Encontro de movimentos sociais termina com passeata em Belo Horizonte

Os manifestantes saíram do Colégio Municipal Marconi, no bairro Santo Agostinho e foram até a praça da Liberdade, passando pela praça da Assembleia e pela Raul Soares

iG Minas Gerais | Raquel Sodré |

O primeiro Encontro dos Atingidos por Megaeventos e Megaempreendimentos foi encerrado neste sábado (3) com uma passeata pelas ruas do centro de Belo Horizonte. O ato foi realizado pela Articulação Nacional de Comitês Populares da Copa (Ancop), que desde a última quinta-feira (1º) se reúnem para discutir os impactos do evento no país.

Os manifestantes saíram do Colégio Municipal Marconi, no bairro Santo Agostinho, na região Centro-Sul da capital, e foram até a praça da Liberdade, passando pela praça da Assembleia e pela Raul Soares. O trajeto, realizado de forma tranquila, foi acompanhado por viaturas da polícia, que controlaram o trânsito para que os manifestantes pudessem percorrer seu caminho.

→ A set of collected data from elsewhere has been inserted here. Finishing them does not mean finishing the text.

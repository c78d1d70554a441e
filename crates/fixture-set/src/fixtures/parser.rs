//! Fixture file parsing.

use std::path::Path;

use serde_json::Value;

use super::format::{DEFAULTS_KEY, FixtureEntry, FixtureFile, FixtureFormat};
use crate::backend::Document;
use crate::error::{FixtureError, FixtureResult};

/// Parser for fixture files.
///
/// Supports YAML (with the `yaml` feature) and JSON.
#[derive(Debug, Default, Clone, Copy)]
pub struct FixtureParser;

impl FixtureParser {
	/// Creates a new fixture parser.
	pub fn new() -> Self {
		Self
	}

	/// Parses a fixture file, detecting the format from its extension.
	///
	/// # Errors
	///
	/// Returns an error if:
	/// - The file extension is not recognized
	/// - The file cannot be read
	/// - The content is not a mapping of labels to attribute mappings
	pub fn parse_file(&self, path: &Path) -> FixtureResult<FixtureFile> {
		let format = FixtureFormat::from_path(path).ok_or_else(|| {
			FixtureError::UnsupportedExtension(
				path.extension()
					.and_then(|e| e.to_str())
					.unwrap_or("(none)")
					.to_string(),
			)
		})?;

		let content = std::fs::read_to_string(path).map_err(|e| {
			if e.kind() == std::io::ErrorKind::NotFound {
				FixtureError::FileNotFound(path.display().to_string())
			} else {
				FixtureError::IoError(e)
			}
		})?;

		let source = path.display().to_string();
		Ok(self
			.parse_source(&content, format, &source)?
			.with_source(source))
	}

	/// Parses fixture content from a string.
	pub fn parse_string(&self, content: &str, format: FixtureFormat) -> FixtureResult<FixtureFile> {
		self.parse_source(content, format, "(string)")
	}

	fn parse_source(
		&self,
		content: &str,
		format: FixtureFormat,
		source: &str,
	) -> FixtureResult<FixtureFile> {
		if content.trim().is_empty() {
			return Ok(FixtureFile::from_entries(Vec::new(), format));
		}

		let value = match format {
			FixtureFormat::Yaml => self.parse_yaml(content)?,
			FixtureFormat::Json => serde_json::from_str(content)?,
		};

		let entries = self.entries(value, source)?;
		Ok(FixtureFile::from_entries(entries, format))
	}

	/// Parses YAML into JSON, resolving `<<` merge keys first.
	#[cfg(feature = "yaml")]
	fn parse_yaml(&self, content: &str) -> FixtureResult<Value> {
		let mut value: serde_yaml::Value = serde_yaml::from_str(content)?;
		value.apply_merge()?;
		serde_json::to_value(value).map_err(|e| FixtureError::ParseError(e.to_string()))
	}

	#[cfg(not(feature = "yaml"))]
	fn parse_yaml(&self, _content: &str) -> FixtureResult<Value> {
		Err(FixtureError::UnsupportedExtension(
			"YAML support requires the 'yaml' feature".to_string(),
		))
	}

	fn entries(&self, value: Value, source: &str) -> FixtureResult<Vec<FixtureEntry>> {
		let mapping = match value {
			Value::Null => return Ok(Vec::new()),
			Value::Object(mapping) => mapping,
			other => {
				return Err(FixtureError::InvalidFixture {
					source_name: source.to_string(),
					message: format!("expected a mapping of fixture labels, got {}", kind(&other)),
				});
			}
		};

		let mut entries = Vec::with_capacity(mapping.len());
		for (label, attributes) in mapping {
			if label == DEFAULTS_KEY {
				continue;
			}

			let attributes = match attributes {
				Value::Null => Document::new(),
				Value::Object(map) => map,
				other => {
					return Err(FixtureError::InvalidFixture {
						source_name: source.to_string(),
						message: format!(
							"fixture '{}' must be a mapping of attributes, got {}",
							label,
							kind(&other)
						),
					});
				}
			};

			entries.push(FixtureEntry { label, attributes });
		}

		Ok(entries)
	}
}

fn kind(value: &Value) -> &'static str {
	match value {
		Value::Null => "null",
		Value::Bool(_) => "a boolean",
		Value::Number(_) => "a number",
		Value::String(_) => "a string",
		Value::Array(_) => "a sequence",
		Value::Object(_) => "a mapping",
	}
}

#[cfg(test)]
mod tests {
	use super::*;
	use rstest::rstest;
	use serde_json::json;
	use std::io::Write;
	use tempfile::NamedTempFile;

	#[rstest]
	fn test_parse_json() {
		let parser = FixtureParser::new();
		let content = r#"{
			"alice": {"name": "Alice", "age": 30},
			"bob": {"name": "Bob"}
		}"#;

		let file = parser.parse_string(content, FixtureFormat::Json).unwrap();
		assert_eq!(file.len(), 2);
		let alice = file.entries.iter().find(|e| e.label == "alice").unwrap();
		assert_eq!(alice.attributes["age"], json!(30));
	}

	#[rstest]
	fn test_parse_empty_content() {
		let parser = FixtureParser::new();
		let file = parser.parse_string("  \n", FixtureFormat::Json).unwrap();
		assert!(file.is_empty());
	}

	#[rstest]
	fn test_parse_skips_defaults() {
		let parser = FixtureParser::new();
		let content = r#"{"DEFAULTS": {"active": true}, "alice": {"name": "Alice"}}"#;

		let file = parser.parse_string(content, FixtureFormat::Json).unwrap();
		assert_eq!(file.labels(), vec!["alice"]);
	}

	#[rstest]
	fn test_parse_null_attributes() {
		let parser = FixtureParser::new();
		let file = parser
			.parse_string(r#"{"empty": null}"#, FixtureFormat::Json)
			.unwrap();
		assert!(file.entries[0].attributes.is_empty());
	}

	#[rstest]
	fn test_parse_rejects_sequence() {
		let parser = FixtureParser::new();
		let result = parser.parse_string(r#"[{"name": "Alice"}]"#, FixtureFormat::Json);
		assert!(matches!(result, Err(FixtureError::InvalidFixture { .. })));
	}

	#[rstest]
	fn test_parse_rejects_scalar_attributes() {
		let parser = FixtureParser::new();
		let result = parser.parse_string(r#"{"alice": "Alice"}"#, FixtureFormat::Json);
		match result {
			Err(FixtureError::InvalidFixture { message, .. }) => {
				assert!(message.contains("'alice'"));
			}
			other => panic!("Expected InvalidFixture, got {:?}", other),
		}
	}

	#[cfg(feature = "yaml")]
	#[rstest]
	fn test_parse_yaml_with_merge_keys() {
		let parser = FixtureParser::new();
		let content = r#"
DEFAULTS: &defaults
  active: true
  role: member

alice:
  <<: *defaults
  name: Alice
  role: admin

bob:
  <<: *defaults
  name: Bob
"#;

		let file = parser.parse_string(content, FixtureFormat::Yaml).unwrap();
		assert_eq!(file.len(), 2);

		let alice = file.entries.iter().find(|e| e.label == "alice").unwrap();
		assert_eq!(alice.attributes["active"], json!(true));
		assert_eq!(alice.attributes["role"], json!("admin"));
		assert!(!alice.attributes.contains_key("<<"));

		let bob = file.entries.iter().find(|e| e.label == "bob").unwrap();
		assert_eq!(bob.attributes["role"], json!("member"));
	}

	#[cfg(feature = "yaml")]
	#[rstest]
	fn test_parse_yaml_file() {
		let parser = FixtureParser::new();
		let mut file = NamedTempFile::with_suffix(".yml").unwrap();
		writeln!(file, "alice:\n  name: Alice").unwrap();

		let parsed = parser.parse_file(file.path()).unwrap();
		assert_eq!(parsed.labels(), vec!["alice"]);
		assert!(parsed.source.is_some());
	}

	#[rstest]
	fn test_parse_json_file() {
		let parser = FixtureParser::new();
		let mut file = NamedTempFile::with_suffix(".json").unwrap();
		writeln!(file, r#"{{"alice": {{"name": "Alice"}}}}"#).unwrap();

		let parsed = parser.parse_file(file.path()).unwrap();
		assert_eq!(parsed.format, FixtureFormat::Json);
		assert_eq!(parsed.len(), 1);
	}

	#[rstest]
	fn test_parse_file_not_found() {
		let parser = FixtureParser::new();
		let result = parser.parse_file(Path::new("/nonexistent/users.json"));
		assert!(matches!(result, Err(FixtureError::FileNotFound(_))));
	}

	#[rstest]
	fn test_parse_unsupported_extension() {
		let parser = FixtureParser::new();
		let result = parser.parse_file(Path::new("users.csv"));
		assert!(matches!(result, Err(FixtureError::UnsupportedExtension(_))));
	}
}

Segundo os organizadores do encontro, foram cadastradas mais de 600 pessoas durante os três dias de evento. No entanto, esse número pode ser maior, já que muitos participavam das atividades sem terem sido cadastrados. “Esses foram dias muito intensos de debate entre atingidos pela Copa do Brasil inteiro. Foi uma oportunidade de eles se conhecerem, reconhecerem uns nos outros com a mesma luta”, analisa Isabella Gonçalves Miranda, membro do Comitê Popular dos Atingidos pela Copa (Copac) e uma das organizadoras do encontro.

Durante os três dias de evento foi elaborada uma carta de denúncia endereçada à população. O documento traz, dentre outras informações, denúncias referentes a moradia e aos trabalhadores ambulantes e catadores de recicláveis, além de alertar para o perigo de um potencial aumento do turismo sexual em cidades como Fortaleza e Recife, que já sofrem com esse tipo de prática. “Nós não somos contra a Copa. Gostamos e jogamos futebol, somos apaixonados. Somos contra a Copa da forma como a Fifa realiza, violando a soberania nacional e pisando nos direitos das pessoas”, declara Isabella.

Animação

Um dos traços marcantes da passeata foi o bom humor dos manifestantes. Além dos gritos de protestos usuais contra a Copa, paródias de sucessos atuais das rádios também animaram o caminho do pessoal. “ Queima, queima, queima, queima o Fuleco”, dizia a letra da paródia de “Lepo lepo”. Os manifestantes também levavam instrumentos para acompanhar o bem-humorado protesto.